As part of a pro-growth and pro-business agenda, Mayor Karl Dean and the members of the Metropolitan Council have actively used city tax incentives to attract or keep companies in Nashville. This has kept Nashville’s population growing and earned the city a place on many top economic growth lists.
While unemployment remains above pre-recession levels, Nashville’s total workforce has grown steadily over the past three years. Nashville is the second-biggest center of music production in the U.S., and Nashville’s music and entertainment industry reportedly produces a $10-billion annual economic impact on the region. Nearly every major music label and many independent labels have a presence in Nashville, which is also home to Gibson Guitar Corporation, one of the world’s most venerable manufacturers of guitars and other musical instruments. Rounding out the mix, festivals such as the CMA Music Festival and Bonnaroo attract thousands of visitors to the area each year.

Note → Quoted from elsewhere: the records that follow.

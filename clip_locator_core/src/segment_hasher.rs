use image::{GrayImage, Luma};
use rustdct::DctPlanner;

use crate::model::SegmentHash;

/// Side of the square luminance image the temporal-mean frame is downscaled to
/// before the DCT is taken.
pub const DCT_SIZE: u32 = 32;
/// Side of the low-frequency block kept from the top-left of the DCT output.
pub const HASH_BLOCK_SIZE: usize = 8;

/// Configuration for windowing frames into segments before hashing.
#[derive(Clone, Copy, Debug)]
pub struct SegmentHasherConfig {
    pub segment_length_seconds: f32,
    pub overlap_fraction: f32,
}

impl Default for SegmentHasherConfig {
    fn default() -> Self {
        Self {
            segment_length_seconds: 3.0,
            overlap_fraction: 0.30,
        }
    }
}

impl SegmentHasherConfig {
    #[must_use]
    pub fn segment_frames(&self, fps: f32) -> usize {
        (fps * self.segment_length_seconds).round().max(1.0) as usize
    }

    #[must_use]
    pub fn overlap_frames(&self, fps: f32) -> usize {
        (self.segment_frames(fps) as f32 * self.overlap_fraction).round() as usize
    }
}

/// Accumulates luminance frames into overlapping windows and emits one
/// [`SegmentHash`] per full window, plus a final hash over any remaining
/// frames at end-of-stream.
pub struct SegmentHasher {
    config: SegmentHasherConfig,
    segment_frames: usize,
    overlap_frames: usize,
    buffer: Vec<GrayImage>,
    frame_count: usize,
}

impl SegmentHasher {
    #[must_use]
    pub fn new(config: SegmentHasherConfig, fps: f32) -> Self {
        Self {
            segment_frames: config.segment_frames(fps),
            overlap_frames: config.overlap_frames(fps),
            config,
            buffer: Vec::new(),
            frame_count: 0,
        }
    }

    #[must_use]
    pub const fn config(&self) -> &SegmentHasherConfig {
        &self.config
    }

    /// Feed one luminance frame. Returns `Some(hash)` if this frame completed
    /// a window. A window completes every `segment_frames` frames, not
    /// counting frame 0 (so a stream whose length is an exact multiple of
    /// `segment_frames` never fires here and is instead emitted once by
    /// [`SegmentHasher::finish`]).
    pub fn push(&mut self, frame: &GrayImage) -> Option<SegmentHash> {
        self.buffer.push(frame.clone());

        let triggered = self.frame_count % self.segment_frames == 0 && self.frame_count != 0;
        self.frame_count += 1;

        if !triggered {
            return None;
        }

        let hash = hash_mean_frame(&self.buffer);

        let keep_from = self.buffer.len().saturating_sub(self.overlap_frames);
        self.buffer.drain(..keep_from);

        Some(hash)
    }

    /// Call after the last frame has been pushed. Emits one final hash over
    /// the remaining buffered frames, if any.
    pub fn finish(mut self) -> Option<SegmentHash> {
        if self.buffer.is_empty() {
            None
        } else {
            Some(hash_mean_frame(&self.buffer))
        }
    }
}

fn hash_mean_frame(frames: &[GrayImage]) -> SegmentHash {
    let mean = mean_image(frames);
    let downscaled = image::imageops::resize(
        &mean,
        DCT_SIZE,
        DCT_SIZE,
        image::imageops::FilterType::Triangle,
    );
    phash(&downscaled)
}

fn mean_image(frames: &[GrayImage]) -> GrayImage {
    let (width, height) = frames[0].dimensions();
    let pixel_count = (width * height) as usize;
    let mut sums = vec![0u64; pixel_count];

    for frame in frames {
        for (i, px) in frame.pixels().enumerate() {
            sums[i] += u64::from(px.0[0]);
        }
    }

    let n = frames.len() as u64;
    let averaged: Vec<u8> = sums.into_iter().map(|s| (s / n) as u8).collect();

    GrayImage::from_fn(width, height, |x, y| {
        Luma([averaged[(y * width + x) as usize]])
    })
}

/// DCT of a `DCT_SIZE x DCT_SIZE` luminance image; keeps the top-left
/// `HASH_BLOCK_SIZE x HASH_BLOCK_SIZE` block excluding the DC term, thresholds
/// each coefficient against the block's median.
fn phash(image: &GrayImage) -> SegmentHash {
    let dimension = DCT_SIZE as usize;
    let mut samples: Vec<f64> = image.pixels().map(|p| f64::from(p.0[0])).collect();
    debug_assert_eq!(samples.len(), dimension * dimension);

    let mut planner = DctPlanner::new();
    let dct = planner.plan_dct2(dimension);

    samples.chunks_exact_mut(dimension).for_each(|row| {
        dct.process_dct2(row);
    });

    let mut scratch = vec![0f64; dimension];
    transpose::transpose_inplace(&mut samples, &mut scratch, dimension, dimension);

    samples.chunks_exact_mut(dimension).for_each(|col| {
        dct.process_dct2(col);
    });

    transpose::transpose_inplace(&mut samples, &mut scratch, dimension, dimension);

    let mut block = Vec::with_capacity(HASH_BLOCK_SIZE * HASH_BLOCK_SIZE - 1);
    for row in 0..HASH_BLOCK_SIZE {
        for col in 0..HASH_BLOCK_SIZE {
            if row == 0 && col == 0 {
                continue;
            }
            block.push(samples[row * dimension + col]);
        }
    }

    let median = median_of(&block);

    let mut bits: u64 = 0;
    for (i, &coeff) in block.iter().enumerate() {
        if coeff >= median {
            bits |= 1 << i;
        }
    }

    SegmentHash::from_bits(bits)
}

fn median_of(values: &[f64]) -> f64 {
    let mut sorted = values.to_vec();
    sorted.sort_by(|a, b| a.partial_cmp(b).expect("DCT coefficients are never NaN"));
    let mid = sorted.len() / 2;
    if sorted.len() % 2 == 0 {
        (sorted[mid - 1] + sorted[mid]) / 2.0
    } else {
        sorted[mid]
    }
}
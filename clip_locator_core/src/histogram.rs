use rayon::prelude::*;

use crate::model::{Histogram, HISTOGRAM_BINS, HISTOGRAM_BINS_PER_CHANNEL};

/// Computes the 8x8x8 (512-bin) color histogram over an RGB24 pixel buffer and
/// normalizes it to sum to 1 (L1 normalization), so any two histograms are
/// comparable by correlation without rescaling.
#[must_use]
pub fn histogram(pixels: &[u8]) -> Histogram {
    debug_assert_eq!(pixels.len() % 3, 0);

    let counts = pixels
        .par_chunks_exact(3)
        .fold(
            || vec![0u32; HISTOGRAM_BINS],
            |mut bins, rgb| {
                bins[bin_index(rgb[0], rgb[1], rgb[2])] += 1;
                bins
            },
        )
        .reduce(
            || vec![0u32; HISTOGRAM_BINS],
            |mut a, b| {
                for (x, y) in a.iter_mut().zip(b.iter()) {
                    *x += y;
                }
                a
            },
        );

    let pixel_count = (pixels.len() / 3) as f32;
    let bins = if pixel_count > 0.0 {
        counts.iter().map(|&c| c as f32 / pixel_count).collect()
    } else {
        vec![0.0; HISTOGRAM_BINS]
    };

    Histogram::from_bins(bins)
}

fn bin_index(r: u8, g: u8, b: u8) -> usize {
    let r = (r >> 5) as usize;
    let g = (g >> 5) as usize;
    let b = (b >> 5) as usize;
    (r * HISTOGRAM_BINS_PER_CHANNEL + g) * HISTOGRAM_BINS_PER_CHANNEL + b
}

/// Pearson-correlation-style comparison of two histograms, in `[-1, 1]`.
/// Mirrors OpenCV's `HISTCMP_CORREL`.
#[must_use]
pub fn similarity(h1: &Histogram, h2: &Histogram) -> f32 {
    let (b1, b2) = (h1.bins(), h2.bins());
    debug_assert_eq!(b1.len(), b2.len());

    let n = b1.len() as f64;
    let mean1 = b1.iter().map(|&v| f64::from(v)).sum::<f64>() / n;
    let mean2 = b2.iter().map(|&v| f64::from(v)).sum::<f64>() / n;

    let mut numerator = 0.0f64;
    let mut denom1 = 0.0f64;
    let mut denom2 = 0.0f64;

    for (&v1, &v2) in b1.iter().zip(b2.iter()) {
        let d1 = f64::from(v1) - mean1;
        let d2 = f64::from(v2) - mean2;
        numerator += d1 * d2;
        denom1 += d1 * d1;
        denom2 += d2 * d2;
    }

    let denom = (denom1 * denom2).sqrt();
    if denom == 0.0 {
        0.0
    } else {
        (numerator / denom) as f32
    }
}

#[cfg(test)]
mod test {
    use super::*;

    #[test]
    fn histogram_bins_sum_to_one() {
        let pixels = [10u8, 200, 50, 0, 0, 0, 255, 255, 255];
        let h = histogram(&pixels);
        let sum: f32 = h.bins().iter().sum();
        assert!((sum - 1.0).abs() < 1e-5);
    }

    #[test]
    fn identical_histograms_have_similarity_one() {
        let pixels = [10u8, 200, 50, 0, 0, 0, 255, 255, 255, 128, 64, 32];
        let h1 = histogram(&pixels);
        let h2 = histogram(&pixels);
        assert!((similarity(&h1, &h2) - 1.0).abs() < 1e-4);
    }

    #[test]
    fn disjoint_histograms_have_low_similarity() {
        let black = vec![0u8; 300];
        let white = vec![255u8; 300];
        let h1 = histogram(&black);
        let h2 = histogram(&white);
        assert!(similarity(&h1, &h2) < Histogram::SHOT_SIMILARITY_THRESHOLD);
    }

    #[test]
    fn empty_pixel_buffer_yields_zeroed_histogram() {
        let h = histogram(&[]);
        assert!(h.bins().iter().all(|&v| v == 0.0));
    }
}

The medical industry in Nashville employs more than 200,000, contributes more than $30 billion to the local economy each year, and comprises more than 250 companies, including HealthSpring, Hospital Corporation of America (HCA), and Vanderbilt School of Medicine. HealthSpring is currently consolidating its Nashville operations with the construction of a headquarters campus; the $54-million facility will reportedly increase HealthSpring’s workforce by more than 1,300 employees by the end of 2013. Furthermore, the planned West End Summit development will house new offices for HCA and the Sarah Cannon Research Institute and bring an estimated 1,000 new jobs.
The 2013 annual state Automotive Manufacturing Strength rankings, as published by Business Facilities, underscore the importance of the automotive industry in Nashville—the state of Tennessee ranked first in the nation for the fourth consecutive year. Nissan North America completed a four-year relocation process in 2010, opening its corporate headquarters in the Nashville suburb of Franklin. Nissan, which operates its largest North American manufacturing plant in nearby Smyrna, announced in June of 2013 that it would add more than 900 manufacturing jobs for future production of the Nissan Rogue. Moreover, in 2013, Nissan began production of lithium-ion batteries for its LEAF electric car at a new $1-billion battery plant in Smyrna. Nashville is also home to Bridgestone America’s Tire Operations, the North American business unit of Bridgestone Corporation, the world’s largest tire and rubber company.
Recently announced business expansions and relocations are building on Nashville’s solid economic cornerstones. In July of 2013, Aramark announced plans for a new $20-million facility in Nashville that will create approximately 1,000 new jobs by 2017, and UBS plans to bring 1,000 jobs to a new downtown office location over the next five years.